#### [Instructions for the task]
Please report how many lines of the data include the word "TABLE", with the number as the entire reply.

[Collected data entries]
^^^^^^^^
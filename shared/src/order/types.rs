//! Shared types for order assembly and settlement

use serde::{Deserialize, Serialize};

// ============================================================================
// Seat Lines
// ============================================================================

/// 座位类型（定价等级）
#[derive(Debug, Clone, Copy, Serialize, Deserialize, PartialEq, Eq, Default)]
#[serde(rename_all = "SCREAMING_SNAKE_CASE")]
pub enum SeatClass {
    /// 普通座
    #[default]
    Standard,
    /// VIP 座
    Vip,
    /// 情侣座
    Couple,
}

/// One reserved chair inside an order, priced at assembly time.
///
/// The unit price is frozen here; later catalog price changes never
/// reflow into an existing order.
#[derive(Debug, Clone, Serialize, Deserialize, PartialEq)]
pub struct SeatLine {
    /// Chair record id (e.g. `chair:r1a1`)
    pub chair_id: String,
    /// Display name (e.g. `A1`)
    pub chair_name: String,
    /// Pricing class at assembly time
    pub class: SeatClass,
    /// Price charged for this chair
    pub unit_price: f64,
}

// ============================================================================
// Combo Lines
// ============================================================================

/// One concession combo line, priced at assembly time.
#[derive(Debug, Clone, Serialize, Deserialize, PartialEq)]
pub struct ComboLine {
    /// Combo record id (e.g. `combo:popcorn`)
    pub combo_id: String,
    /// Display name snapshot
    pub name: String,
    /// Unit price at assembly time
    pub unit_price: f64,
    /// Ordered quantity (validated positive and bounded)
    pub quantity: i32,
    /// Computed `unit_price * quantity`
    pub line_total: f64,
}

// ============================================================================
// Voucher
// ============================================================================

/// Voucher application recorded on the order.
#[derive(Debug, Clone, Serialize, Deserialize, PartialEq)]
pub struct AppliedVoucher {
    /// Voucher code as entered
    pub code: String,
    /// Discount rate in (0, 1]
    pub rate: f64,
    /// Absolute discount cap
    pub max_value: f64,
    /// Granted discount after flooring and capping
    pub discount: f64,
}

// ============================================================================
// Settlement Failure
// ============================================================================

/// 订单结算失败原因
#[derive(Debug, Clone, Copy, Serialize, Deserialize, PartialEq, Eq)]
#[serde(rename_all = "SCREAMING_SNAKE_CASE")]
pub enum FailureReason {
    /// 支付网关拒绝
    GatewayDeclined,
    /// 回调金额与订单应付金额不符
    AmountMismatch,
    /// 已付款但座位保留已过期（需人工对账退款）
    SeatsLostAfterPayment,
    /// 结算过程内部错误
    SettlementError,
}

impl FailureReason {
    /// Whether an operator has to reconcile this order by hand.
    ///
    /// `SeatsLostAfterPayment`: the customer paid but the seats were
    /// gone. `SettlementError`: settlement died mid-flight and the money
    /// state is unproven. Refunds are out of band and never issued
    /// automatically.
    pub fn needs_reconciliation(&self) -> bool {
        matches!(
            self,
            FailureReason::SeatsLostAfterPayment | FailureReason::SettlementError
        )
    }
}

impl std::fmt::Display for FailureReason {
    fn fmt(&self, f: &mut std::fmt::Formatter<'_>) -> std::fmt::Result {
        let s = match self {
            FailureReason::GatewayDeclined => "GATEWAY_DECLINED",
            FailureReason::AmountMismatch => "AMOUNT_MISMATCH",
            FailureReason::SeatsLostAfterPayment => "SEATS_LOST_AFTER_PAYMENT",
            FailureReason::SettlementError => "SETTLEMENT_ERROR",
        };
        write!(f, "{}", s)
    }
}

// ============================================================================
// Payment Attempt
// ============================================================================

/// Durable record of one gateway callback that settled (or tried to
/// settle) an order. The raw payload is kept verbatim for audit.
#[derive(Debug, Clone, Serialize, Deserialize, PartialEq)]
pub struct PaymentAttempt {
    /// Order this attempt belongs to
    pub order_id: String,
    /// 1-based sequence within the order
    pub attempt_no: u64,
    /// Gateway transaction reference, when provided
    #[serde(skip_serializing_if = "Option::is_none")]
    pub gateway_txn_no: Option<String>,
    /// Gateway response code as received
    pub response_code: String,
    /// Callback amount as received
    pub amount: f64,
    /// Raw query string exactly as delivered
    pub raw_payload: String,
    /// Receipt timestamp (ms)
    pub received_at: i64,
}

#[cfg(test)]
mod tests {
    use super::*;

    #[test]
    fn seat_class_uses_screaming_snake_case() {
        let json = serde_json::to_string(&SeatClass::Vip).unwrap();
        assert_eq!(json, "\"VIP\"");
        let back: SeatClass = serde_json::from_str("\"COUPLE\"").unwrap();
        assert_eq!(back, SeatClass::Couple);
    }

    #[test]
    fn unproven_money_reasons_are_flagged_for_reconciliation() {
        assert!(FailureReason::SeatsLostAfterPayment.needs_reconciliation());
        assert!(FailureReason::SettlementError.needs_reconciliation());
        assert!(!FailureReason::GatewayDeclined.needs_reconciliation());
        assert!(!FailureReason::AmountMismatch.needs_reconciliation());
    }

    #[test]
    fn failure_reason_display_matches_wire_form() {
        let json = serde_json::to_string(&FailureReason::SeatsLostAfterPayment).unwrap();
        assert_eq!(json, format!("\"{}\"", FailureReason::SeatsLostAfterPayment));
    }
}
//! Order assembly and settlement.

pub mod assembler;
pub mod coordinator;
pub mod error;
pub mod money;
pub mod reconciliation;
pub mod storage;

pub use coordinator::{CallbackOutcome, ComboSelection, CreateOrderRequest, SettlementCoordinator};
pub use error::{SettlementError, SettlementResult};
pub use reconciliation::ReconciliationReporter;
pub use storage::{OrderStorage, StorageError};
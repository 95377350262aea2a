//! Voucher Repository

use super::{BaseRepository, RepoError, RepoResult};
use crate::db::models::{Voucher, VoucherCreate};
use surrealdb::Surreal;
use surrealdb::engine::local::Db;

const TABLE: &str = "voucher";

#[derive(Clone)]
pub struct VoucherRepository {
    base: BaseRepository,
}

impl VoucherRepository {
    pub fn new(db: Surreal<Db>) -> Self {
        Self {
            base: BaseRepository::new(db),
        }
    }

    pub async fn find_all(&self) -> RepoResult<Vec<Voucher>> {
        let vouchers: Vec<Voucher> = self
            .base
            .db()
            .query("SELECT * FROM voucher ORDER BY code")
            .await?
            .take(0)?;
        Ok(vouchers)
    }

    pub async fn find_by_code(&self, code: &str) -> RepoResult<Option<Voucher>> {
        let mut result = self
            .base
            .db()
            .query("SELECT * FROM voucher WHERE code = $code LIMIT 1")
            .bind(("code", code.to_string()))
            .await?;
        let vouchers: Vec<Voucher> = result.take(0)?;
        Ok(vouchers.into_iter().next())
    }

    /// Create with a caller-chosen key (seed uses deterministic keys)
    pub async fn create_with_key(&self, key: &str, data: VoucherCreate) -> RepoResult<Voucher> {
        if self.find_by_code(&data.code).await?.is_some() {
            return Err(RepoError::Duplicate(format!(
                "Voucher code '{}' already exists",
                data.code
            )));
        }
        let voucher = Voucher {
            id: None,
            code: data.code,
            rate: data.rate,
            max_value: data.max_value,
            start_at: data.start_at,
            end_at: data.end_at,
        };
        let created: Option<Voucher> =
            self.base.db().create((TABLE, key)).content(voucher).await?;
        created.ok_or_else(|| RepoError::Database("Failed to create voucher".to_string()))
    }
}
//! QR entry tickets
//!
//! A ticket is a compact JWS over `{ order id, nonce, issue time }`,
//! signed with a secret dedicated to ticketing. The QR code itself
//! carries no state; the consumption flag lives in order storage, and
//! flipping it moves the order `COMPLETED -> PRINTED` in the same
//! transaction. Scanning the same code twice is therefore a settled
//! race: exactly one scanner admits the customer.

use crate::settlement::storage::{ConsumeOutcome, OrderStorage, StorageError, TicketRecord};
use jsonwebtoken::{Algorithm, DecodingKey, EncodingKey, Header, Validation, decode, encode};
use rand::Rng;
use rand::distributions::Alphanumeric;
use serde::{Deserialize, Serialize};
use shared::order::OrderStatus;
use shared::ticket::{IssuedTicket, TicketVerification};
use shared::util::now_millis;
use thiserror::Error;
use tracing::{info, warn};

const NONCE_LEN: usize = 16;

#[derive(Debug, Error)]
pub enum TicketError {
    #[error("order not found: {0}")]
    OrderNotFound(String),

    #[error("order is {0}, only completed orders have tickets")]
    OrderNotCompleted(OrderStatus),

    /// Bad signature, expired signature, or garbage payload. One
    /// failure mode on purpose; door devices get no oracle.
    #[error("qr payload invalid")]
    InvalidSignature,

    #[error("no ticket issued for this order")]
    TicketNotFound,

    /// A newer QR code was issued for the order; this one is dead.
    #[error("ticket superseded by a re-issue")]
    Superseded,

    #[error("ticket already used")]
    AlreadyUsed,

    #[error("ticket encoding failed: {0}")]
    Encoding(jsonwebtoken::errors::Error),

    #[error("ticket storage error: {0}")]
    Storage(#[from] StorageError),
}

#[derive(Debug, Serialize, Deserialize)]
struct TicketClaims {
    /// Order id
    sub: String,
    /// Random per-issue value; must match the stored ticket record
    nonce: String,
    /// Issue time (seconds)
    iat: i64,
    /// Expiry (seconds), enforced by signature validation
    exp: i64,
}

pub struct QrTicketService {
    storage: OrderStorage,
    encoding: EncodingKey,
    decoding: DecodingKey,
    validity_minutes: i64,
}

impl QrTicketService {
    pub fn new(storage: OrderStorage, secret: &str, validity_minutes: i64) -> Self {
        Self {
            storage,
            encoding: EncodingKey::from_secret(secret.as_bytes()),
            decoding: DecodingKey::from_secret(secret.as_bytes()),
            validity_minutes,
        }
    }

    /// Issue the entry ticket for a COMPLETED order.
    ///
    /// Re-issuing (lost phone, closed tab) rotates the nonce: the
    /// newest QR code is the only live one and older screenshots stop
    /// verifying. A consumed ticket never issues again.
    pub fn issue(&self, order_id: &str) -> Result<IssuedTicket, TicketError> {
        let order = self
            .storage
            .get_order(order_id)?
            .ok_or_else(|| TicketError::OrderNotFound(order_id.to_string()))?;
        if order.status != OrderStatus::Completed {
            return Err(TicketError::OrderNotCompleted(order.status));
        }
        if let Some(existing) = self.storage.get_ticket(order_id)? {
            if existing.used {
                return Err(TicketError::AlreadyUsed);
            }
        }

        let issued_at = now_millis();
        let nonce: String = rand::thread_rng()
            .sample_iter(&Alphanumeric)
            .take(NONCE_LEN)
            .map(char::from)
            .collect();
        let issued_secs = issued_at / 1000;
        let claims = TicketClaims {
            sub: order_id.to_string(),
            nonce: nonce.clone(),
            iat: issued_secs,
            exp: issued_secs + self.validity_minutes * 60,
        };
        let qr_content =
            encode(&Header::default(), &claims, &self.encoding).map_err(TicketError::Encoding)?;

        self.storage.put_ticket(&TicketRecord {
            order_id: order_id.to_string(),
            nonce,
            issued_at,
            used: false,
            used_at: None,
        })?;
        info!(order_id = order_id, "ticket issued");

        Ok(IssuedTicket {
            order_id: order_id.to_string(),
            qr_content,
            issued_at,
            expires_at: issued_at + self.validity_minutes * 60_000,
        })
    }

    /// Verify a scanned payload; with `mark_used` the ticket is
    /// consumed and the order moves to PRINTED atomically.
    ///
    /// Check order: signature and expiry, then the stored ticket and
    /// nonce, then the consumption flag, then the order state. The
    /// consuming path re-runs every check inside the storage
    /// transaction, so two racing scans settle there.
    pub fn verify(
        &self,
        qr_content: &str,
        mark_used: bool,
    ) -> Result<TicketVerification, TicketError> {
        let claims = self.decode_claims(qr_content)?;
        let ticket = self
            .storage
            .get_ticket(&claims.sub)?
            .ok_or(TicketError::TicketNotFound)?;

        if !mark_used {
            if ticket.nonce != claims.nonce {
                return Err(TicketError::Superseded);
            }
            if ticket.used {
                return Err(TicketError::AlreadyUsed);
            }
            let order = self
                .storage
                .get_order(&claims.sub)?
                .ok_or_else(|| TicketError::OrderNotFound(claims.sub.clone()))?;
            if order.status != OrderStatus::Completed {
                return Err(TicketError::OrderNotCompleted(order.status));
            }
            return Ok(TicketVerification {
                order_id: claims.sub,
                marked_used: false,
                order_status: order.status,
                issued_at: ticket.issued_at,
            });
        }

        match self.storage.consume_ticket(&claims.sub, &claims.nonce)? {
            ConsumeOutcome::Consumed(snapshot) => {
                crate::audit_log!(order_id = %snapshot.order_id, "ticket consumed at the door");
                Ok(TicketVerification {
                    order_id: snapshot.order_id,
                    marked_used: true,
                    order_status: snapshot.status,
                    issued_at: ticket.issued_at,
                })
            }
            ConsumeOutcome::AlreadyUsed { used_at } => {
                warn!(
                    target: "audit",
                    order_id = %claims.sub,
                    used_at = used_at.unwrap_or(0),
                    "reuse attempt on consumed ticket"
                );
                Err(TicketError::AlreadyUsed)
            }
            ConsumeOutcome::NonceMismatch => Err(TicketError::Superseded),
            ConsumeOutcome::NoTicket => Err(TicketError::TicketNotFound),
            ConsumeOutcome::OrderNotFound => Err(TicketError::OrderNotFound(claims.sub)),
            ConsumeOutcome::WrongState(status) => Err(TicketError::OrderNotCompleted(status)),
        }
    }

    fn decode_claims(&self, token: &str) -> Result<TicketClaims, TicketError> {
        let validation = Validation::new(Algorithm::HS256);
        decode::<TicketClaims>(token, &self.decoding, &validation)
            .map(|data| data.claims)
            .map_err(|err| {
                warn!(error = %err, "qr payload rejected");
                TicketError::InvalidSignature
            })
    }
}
^^^^^^^^
#### [Answer box]
2